**Data extracted from a collection**
++++

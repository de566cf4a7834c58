//! Embedded MQTT broker using rumqttd
//!
//! The gateway hosts its own broker so observers can subscribe to
//! association topics without external infrastructure. Subscribers connect
//! to `broker.bind_address:broker.port`; the egress publisher connects to
//! the same broker via the `[mqtt]` client settings.

use crate::infra::config::Config as AppConfig;
use rumqttd::{Broker, Config, ConnectionSettings, RouterConfig, ServerSettings};
use std::collections::HashMap;
use std::net::SocketAddr;
use std::thread;
use tracing::{info, warn};

/// Start the embedded MQTT broker on a background thread
pub fn start_embedded_broker(app_config: &AppConfig) {
    let addr_str = format!("{}:{}", app_config.broker_bind_address(), app_config.broker_port());
    let listen_addr: SocketAddr = match addr_str.parse() {
        Ok(addr) => addr,
        Err(e) => {
            warn!(error = %e, addr = %addr_str, "broker_invalid_bind_address");
            return;
        }
    };

    let router = RouterConfig {
        max_segment_size: 10485760,
        max_segment_count: 10,
        max_connections: 512,
        max_outgoing_packet_count: 200,
        initialized_filters: None,
        ..Default::default()
    };

    let mut servers = HashMap::new();
    servers.insert(
        "v4".to_string(),
        ServerSettings {
            name: "v4".to_string(),
            listen: listen_addr,
            tls: None,
            next_connection_delay_ms: 1,
            connections: ConnectionSettings {
                connection_timeout_ms: 5000,
                max_payload_size: 65536,
                max_inflight_count: 100,
                auth: None,
                dynamic_filters: false,
                external_auth: None,
            },
        },
    );

    let config = Config {
        id: 0,
        router,
        v4: Some(servers),
        v5: None,
        ws: None,
        prometheus: None,
        metrics: None,
        bridge: None,
        console: None,
        cluster: None,
    };

    thread::spawn(move || {
        let mut broker = Broker::new(config);
        // start() blocks for the life of the broker
        if let Err(e) = broker.start() {
            warn!(error = %e, "broker_start_failed");
        }
    });

    // Give the broker a moment to bind before clients dial in
    thread::sleep(std::time::Duration::from_millis(100));
    info!(addr = %addr_str, "broker_started");
}
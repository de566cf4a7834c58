//! Control HTTP surface
//!
//! Thin administrative API over hyper:
//! - POST /reader/start, /reader/stop - reader lifecycle commands
//! - POST /associations - manual association injection (bypasses the engine)
//! - GET /status - reader link state
//! - GET /metrics - Prometheus text exposition
//! - GET /health - liveness probe
//!
//! Validation stops at this boundary: a malformed injection request is
//! rejected with 400 and never reaches the engine or the sink.

use crate::infra::metrics::Metrics;
use crate::io::egress_channel::{AssociationPayload, EgressSender};
use crate::io::reader::{LinkState, ReaderCommand};
use bytes::Bytes;
use chrono::{DateTime, Utc};
use http_body_util::{BodyExt, Full};
use hyper::server::conn::http1;
use hyper::service::service_fn;
use hyper::{Method, Request, Response, StatusCode};
use hyper_util::rt::TokioIo;
use parking_lot::RwLock;
use serde::Deserialize;
use std::convert::Infallible;
use std::fmt::Write;
use std::net::SocketAddr;
use std::sync::Arc;
use tokio::net::TcpListener;
use tokio::sync::{mpsc, watch};
use tracing::{error, info, warn};

/// Shared handles the control endpoints act on
pub struct ControlContext {
    pub reader_cmd_tx: mpsc::Sender<ReaderCommand>,
    pub egress: EgressSender,
    pub metrics: Arc<Metrics>,
    pub link_state: Arc<RwLock<LinkState>>,
    pub site_id: String,
}

/// Manual association injection request body
#[derive(Debug, Deserialize)]
struct ManualAssociation {
    pallet: String,
    operator: String,
    /// Optional; defaults to time of receipt
    #[serde(default)]
    ts: Option<DateTime<Utc>>,
}

fn json_response(status: StatusCode, body: String) -> Response<Full<Bytes>> {
    Response::builder()
        .status(status)
        .header("Content-Type", "application/json")
        .body(Full::new(Bytes::from(body)))
        .expect("static response should not fail")
}

fn text_response(status: StatusCode, body: &'static str) -> Response<Full<Bytes>> {
    Response::builder()
        .status(status)
        .body(Full::new(Bytes::from(body)))
        .expect("static response should not fail")
}

/// Forward a reader command, reporting channel failure as 503
fn send_reader_command(ctx: &ControlContext, cmd: ReaderCommand) -> Response<Full<Bytes>> {
    match ctx.reader_cmd_tx.try_send(cmd) {
        Ok(()) => {
            info!(cmd = ?cmd, "reader_command_accepted");
            json_response(StatusCode::OK, r#"{"ok":true}"#.to_string())
        }
        Err(e) => {
            error!(error = %e, "reader_command_rejected");
            json_response(
                StatusCode::SERVICE_UNAVAILABLE,
                r#"{"ok":false,"error":"reader_unavailable"}"#.to_string(),
            )
        }
    }
}

/// Validate and publish a manual association
fn inject_association(ctx: &ControlContext, body: &[u8]) -> Response<Full<Bytes>> {
    let request: ManualAssociation = match serde_json::from_slice(body) {
        Ok(r) => r,
        Err(e) => {
            warn!(error = %e, "manual_association_malformed");
            return json_response(
                StatusCode::BAD_REQUEST,
                r#"{"ok":false,"error":"invalid_json"}"#.to_string(),
            );
        }
    };

    let pallet = request.pallet.trim();
    let operator = request.operator.trim();
    if pallet.is_empty() || operator.is_empty() {
        warn!("manual_association_missing_fields");
        return json_response(
            StatusCode::BAD_REQUEST,
            r#"{"ok":false,"error":"pallet and operator are required"}"#.to_string(),
        );
    }

    let ts = request.ts.unwrap_or_else(Utc::now);
    let payload = AssociationPayload::manual(pallet.to_string(), operator.to_string(), ts);
    let id = payload.id.clone();

    info!(pallet = %pallet, operator = %operator, id = %id, "manual_association_published");
    ctx.egress.send_payload(payload);
    ctx.metrics.record_manual_injection();

    json_response(StatusCode::OK, format!(r#"{{"ok":true,"id":"{}"}}"#, id))
}

/// Write a counter or gauge in Prometheus text exposition format
fn write_metric(output: &mut String, name: &str, help: &str, typ: &str, site: &str, val: u64) {
    let _ = writeln!(output, "# HELP {name} {help}");
    let _ = writeln!(output, "# TYPE {name} {typ}");
    let _ = writeln!(output, "{name}{{site=\"{site}\"}} {val}");
}

/// Format gateway counters for Prometheus scraping
fn format_prometheus_metrics(metrics: &Metrics, site: &str) -> String {
    let summary = metrics.report();
    let mut out = String::with_capacity(2048);

    write_metric(&mut out, "rfid_tags_total", "Total tag reads processed", "counter", site, summary.tags_total);
    write_metric(&mut out, "rfid_batches_total", "Total report batches received", "counter", site, summary.batches_total);
    write_metric(&mut out, "rfid_unknown_tags_total", "Reads with unclassifiable EPC length", "counter", site, summary.unknown_tags_total);
    write_metric(&mut out, "rfid_duplicate_pallets_total", "Pallet reads suppressed as duplicates", "counter", site, summary.duplicate_pallets_total);
    write_metric(&mut out, "rfid_pallets_registered_total", "Pallets registered for pairing", "counter", site, summary.pallets_registered_total);
    write_metric(&mut out, "rfid_associations_completed_total", "Completed associations emitted", "counter", site, summary.completed_total);
    write_metric(&mut out, "rfid_associations_incomplete_total", "Incomplete associations emitted", "counter", site, summary.incomplete_total);
    write_metric(&mut out, "rfid_manual_injections_total", "Manually injected associations", "counter", site, summary.manual_total);
    write_metric(&mut out, "rfid_reports_dropped_total", "Report batches dropped on a full engine channel", "counter", site, summary.reports_dropped_total);
    write_metric(&mut out, "rfid_keepalives_total", "Reader keepalives received", "counter", site, summary.keepalives_total);
    write_metric(&mut out, "rfid_link_drops_total", "Reader link drops observed", "counter", site, summary.link_drops_total);
    write_metric(&mut out, "rfid_pending_pallets", "Pallets currently awaiting pairing", "gauge", site, summary.pending_pallets);

    out
}

/// Handle a single HTTP request
async fn handle_request(
    req: Request<hyper::body::Incoming>,
    ctx: Arc<ControlContext>,
) -> Result<Response<Full<Bytes>>, Infallible> {
    let method = req.method().clone();
    let path = req.uri().path().to_string();

    match (&method, path.as_str()) {
        (&Method::POST, "/reader/start") => Ok(send_reader_command(&ctx, ReaderCommand::Start)),
        (&Method::POST, "/reader/stop") => Ok(send_reader_command(&ctx, ReaderCommand::Stop)),
        (&Method::POST, "/associations") => {
            let body = match req.into_body().collect().await {
                Ok(collected) => collected.to_bytes(),
                Err(e) => {
                    warn!(error = %e, "manual_association_body_error");
                    return Ok(json_response(
                        StatusCode::BAD_REQUEST,
                        r#"{"ok":false,"error":"unreadable_body"}"#.to_string(),
                    ));
                }
            };
            Ok(inject_association(&ctx, &body))
        }
        (&Method::GET, "/status") => {
            let state = *ctx.link_state.read();
            Ok(json_response(
                StatusCode::OK,
                format!(r#"{{"reader":"{}"}}"#, state.as_str()),
            ))
        }
        (&Method::GET, "/metrics") => {
            let body = format_prometheus_metrics(&ctx.metrics, &ctx.site_id);
            Ok(Response::builder()
                .status(StatusCode::OK)
                .header("Content-Type", "text/plain; version=0.0.4; charset=utf-8")
                .body(Full::new(Bytes::from(body)))
                .expect("static response should not fail"))
        }
        (&Method::GET, "/health") => Ok(text_response(StatusCode::OK, "ok")),
        _ => Ok(text_response(StatusCode::NOT_FOUND, "Not Found")),
    }
}

/// Start the control HTTP server
pub async fn start_control_server(
    port: u16,
    ctx: Arc<ControlContext>,
    mut shutdown: watch::Receiver<bool>,
) -> Result<(), Box<dyn std::error::Error + Send + Sync>> {
    let addr = SocketAddr::from(([0, 0, 0, 0], port));
    let listener = TcpListener::bind(addr).await?;

    info!(port = %port, "control_server_started");

    loop {
        tokio::select! {
            result = listener.accept() => {
                match result {
                    Ok((stream, _addr)) => {
                        let io = TokioIo::new(stream);
                        let ctx = ctx.clone();

                        tokio::spawn(async move {
                            let service = service_fn(move |req| {
                                let ctx = ctx.clone();
                                async move { handle_request(req, ctx).await }
                            });

                            if let Err(e) = http1::Builder::new()
                                .serve_connection(io, service)
                                .await
                            {
                                error!(error = %e, "control_http_error");
                            }
                        });
                    }
                    Err(e) => {
                        error!(error = %e, "control_accept_error");
                    }
                }
            }
            _ = shutdown.changed() => {
                if *shutdown.borrow() {
                    info!("control_server_shutdown");
                    return Ok(());
                }
            }
        }
    }
}
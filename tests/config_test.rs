//! Integration tests for configuration loading

use rfid_gateway::infra::{Config, LogLevel};
use std::io::Write;
use std::time::Duration;
use tempfile::NamedTempFile;

#[test]
fn test_load_config_from_file() {
    let mut temp_file = NamedTempFile::new().unwrap();

    let config_content = r#"
[site]
id = "warehouse-7"

[reader]
host = "10.0.0.50"
port = 5085
reconnect_delay_ms = 2000
auto_start = true

[association]
timeout_secs = 8
pallet_id_len = 20
operator_id_len = 10
flush_on_link_loss = true

[log]
level = "detailed"

[mqtt]
host = "broker.local"
port = 1884

[mqtt_egress]
associations_topic = "warehouse/associations"
metrics_publish_interval_secs = 15

[control]
port = 9090

[metrics]
interval_secs = 30
"#;

    temp_file.write_all(config_content.as_bytes()).unwrap();
    temp_file.flush().unwrap();

    let config = Config::from_file(temp_file.path()).unwrap();

    assert_eq!(config.site_id(), "warehouse-7");
    assert_eq!(config.reader_addr(), "10.0.0.50:5085");
    assert_eq!(config.reader_reconnect_delay(), Duration::from_millis(2000));
    assert!(config.reader_auto_start());
    assert_eq!(config.association_timeout(), Duration::from_secs(8));
    assert_eq!(config.pallet_id_len(), 20);
    assert_eq!(config.operator_id_len(), 10);
    assert!(config.flush_on_link_loss());
    assert_eq!(config.log_level(), LogLevel::Detailed);
    assert_eq!(config.mqtt_host(), "broker.local");
    assert_eq!(config.mqtt_port(), 1884);
    assert_eq!(config.mqtt_egress_associations_topic(), "warehouse/associations");
    assert_eq!(config.mqtt_egress_metrics_interval_secs(), 15);
    assert_eq!(config.control_port(), 9090);
    assert_eq!(config.metrics_interval_secs(), 30);
}

#[test]
fn test_minimal_config_uses_section_defaults() {
    let mut temp_file = NamedTempFile::new().unwrap();

    // Only the reader section is required
    let config_content = r#"
[reader]
host = "192.168.1.20"
"#;

    temp_file.write_all(config_content.as_bytes()).unwrap();
    temp_file.flush().unwrap();

    let config = Config::from_file(temp_file.path()).unwrap();

    assert_eq!(config.reader_addr(), "192.168.1.20:5084");
    assert!(!config.reader_auto_start());
    assert_eq!(config.association_timeout(), Duration::from_secs(5));
    assert_eq!(config.pallet_id_len(), 16);
    assert_eq!(config.operator_id_len(), 12);
    assert!(!config.flush_on_link_loss());
    assert_eq!(config.log_level(), LogLevel::Basic);
    assert_eq!(config.site_id(), "rfid-gateway");
    assert_eq!(config.mqtt_egress_associations_topic(), "rfid/associations");
    assert!(config.mqtt_egress_enabled());
}

#[test]
fn test_missing_reader_section_is_an_error() {
    let mut temp_file = NamedTempFile::new().unwrap();
    temp_file.write_all(b"[site]\nid = \"x\"\n").unwrap();
    temp_file.flush().unwrap();

    assert!(Config::from_file(temp_file.path()).is_err());
}

#[test]
fn test_load_from_missing_path_falls_back() {
    let config = Config::load_from_path("no/such/file.toml");
    assert_eq!(config.config_file(), "default");
    assert_eq!(config.pallet_id_len(), 16);
}
//! RFID association gateway
//!
//! Correlates pallet tags (long EPC) with operator badges (short EPC)
//! streamed from a fixed-rate RFID scanner, and publishes association
//! events over MQTT.
//!
//! Module structure:
//! - `domain/` - Core types (TagId, TagKind, AssociationEvent)
//! - `io/` - External interfaces (reader link, MQTT egress, control HTTP)
//! - `services/` - Business logic (classifier, association engine)
//! - `infra/` - Infrastructure (config, metrics, embedded broker)

use clap::Parser;
use parking_lot::RwLock;
use rfid_gateway::infra::{broker, Config, Metrics};
use rfid_gateway::io::{
    create_egress_channel, start_control_server, ControlContext, LinkState, MqttPublisher,
    ReaderMonitor,
};
use rfid_gateway::services::Associator;
use std::sync::Arc;
use tokio::sync::{mpsc, watch};
use tracing::info;
use tracing_subscriber::fmt::time::UtcTime;
use tracing_subscriber::EnvFilter;

/// RFID association gateway - pallet/operator pairing over MQTT
#[derive(Parser, Debug)]
#[command(name = "rfid-gateway", version, about)]
struct Args {
    /// Path to TOML configuration file
    #[arg(short, long, default_value = "config/dev.toml")]
    config: String,
}

#[tokio::main]
async fn main() -> Result<(), Box<dyn std::error::Error>> {
    let args = Args::parse();

    // Config is loaded before logging so the configured level can seed the
    // default filter; RUST_LOG always wins.
    let config = Config::load_from_path(&args.config);

    let filter = EnvFilter::try_from_default_env()
        .unwrap_or_else(|_| EnvFilter::new(config.log_level().filter_directive()));

    tracing_subscriber::fmt()
        .with_env_filter(filter)
        .with_timer(UtcTime::rfc_3339())
        .with_target(false)
        .init();

    info!(version = %env!("CARGO_PKG_VERSION"), git = %env!("GIT_HASH"), "rfid-gateway starting");

    info!(
        config_file = %config.config_file(),
        reader_addr = %config.reader_addr(),
        auto_start = %config.reader_auto_start(),
        timeout_ms = %config.association_timeout().as_millis(),
        pallet_id_len = %config.pallet_id_len(),
        operator_id_len = %config.operator_id_len(),
        flush_on_link_loss = %config.flush_on_link_loss(),
        control_port = %config.control_port(),
        mqtt_egress = %config.mqtt_egress_enabled(),
        "config_loaded"
    );

    // Embedded broker so observers can subscribe without external infra
    broker::start_embedded_broker(&config);

    // Create shutdown signal
    let (shutdown_tx, shutdown_rx) = watch::channel(false);

    let metrics = Arc::new(Metrics::new());

    // Engine event channel (bounded for backpressure); the engine is the
    // single consumer, sources and expiry timers are producers
    let (event_tx, event_rx) = mpsc::channel(1000);

    // Egress channel and MQTT publisher
    let (egress_sender, egress_rx) = create_egress_channel(1000, config.site_id().to_string());
    if config.mqtt_egress_enabled() {
        let publisher = MqttPublisher::new(&config, egress_rx);
        let publisher_shutdown = shutdown_rx.clone();
        tokio::spawn(async move {
            publisher.run(publisher_shutdown).await;
        });

        // Periodic metrics snapshots to MQTT
        let metrics_egress = egress_sender.clone();
        let metrics_for_egress = metrics.clone();
        let egress_interval = config.mqtt_egress_metrics_interval_secs();
        tokio::spawn(async move {
            let mut interval =
                tokio::time::interval(std::time::Duration::from_secs(egress_interval));
            loop {
                interval.tick().await;
                metrics_egress.send_metrics(metrics_for_egress.report());
            }
        });
    } else {
        // Keep the channel drained so senders stay non-blocking
        let mut egress_rx = egress_rx;
        tokio::spawn(async move {
            while egress_rx.recv().await.is_some() {}
        });
        info!("mqtt_egress_disabled");
    }

    // Reader link monitor
    let (reader_cmd_tx, reader_cmd_rx) = mpsc::channel(8);
    let link_state = Arc::new(RwLock::new(LinkState::Idle));
    let reader_monitor = ReaderMonitor::new(
        &config,
        event_tx.clone(),
        reader_cmd_rx,
        link_state.clone(),
        metrics.clone(),
    );
    let reader_shutdown = shutdown_rx.clone();
    tokio::spawn(async move {
        reader_monitor.run(reader_shutdown).await;
    });

    // Control HTTP surface
    let control_ctx = Arc::new(ControlContext {
        reader_cmd_tx,
        egress: egress_sender.clone(),
        metrics: metrics.clone(),
        link_state,
        site_id: config.site_id().to_string(),
    });
    let control_port = config.control_port();
    let control_shutdown = shutdown_rx.clone();
    tokio::spawn(async move {
        if let Err(e) = start_control_server(control_port, control_ctx, control_shutdown).await {
            tracing::error!(error = %e, "control_server_error");
        }
    });

    // Metrics reporter (periodic summary log)
    let metrics_clone = metrics.clone();
    let metrics_interval = config.metrics_interval_secs();
    tokio::spawn(async move {
        let mut interval = tokio::time::interval(std::time::Duration::from_secs(metrics_interval));
        loop {
            interval.tick().await;
            metrics_clone.report().log();
        }
    });

    // Handle shutdown on Ctrl+C
    let shutdown_signal = shutdown_tx;
    tokio::spawn(async move {
        tokio::signal::ctrl_c().await.ok();
        info!("shutdown_signal_received");
        let _ = shutdown_signal.send(true);
    });

    // Run the association engine - consumes events until shutdown
    let mut associator = Associator::new(&config, event_tx, egress_sender, metrics);
    info!("associator_running");
    associator.run(event_rx, shutdown_rx).await;

    info!("rfid-gateway shutdown complete");
    Ok(())
}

++++

**BRIEF**
Transcribe, exactly as written, all lines of the entries above from the first to the one containing "infrastructure. Subscribers connect", and no more.

**WRITTEN SOLUTION**
repository de566cf4a7834c58
//! Embedded MQTT broker using rumqttd
//!
//! The gateway hosts its own broker so observers can subscribe to
//! association topics without external infrastructure. Subscribers connect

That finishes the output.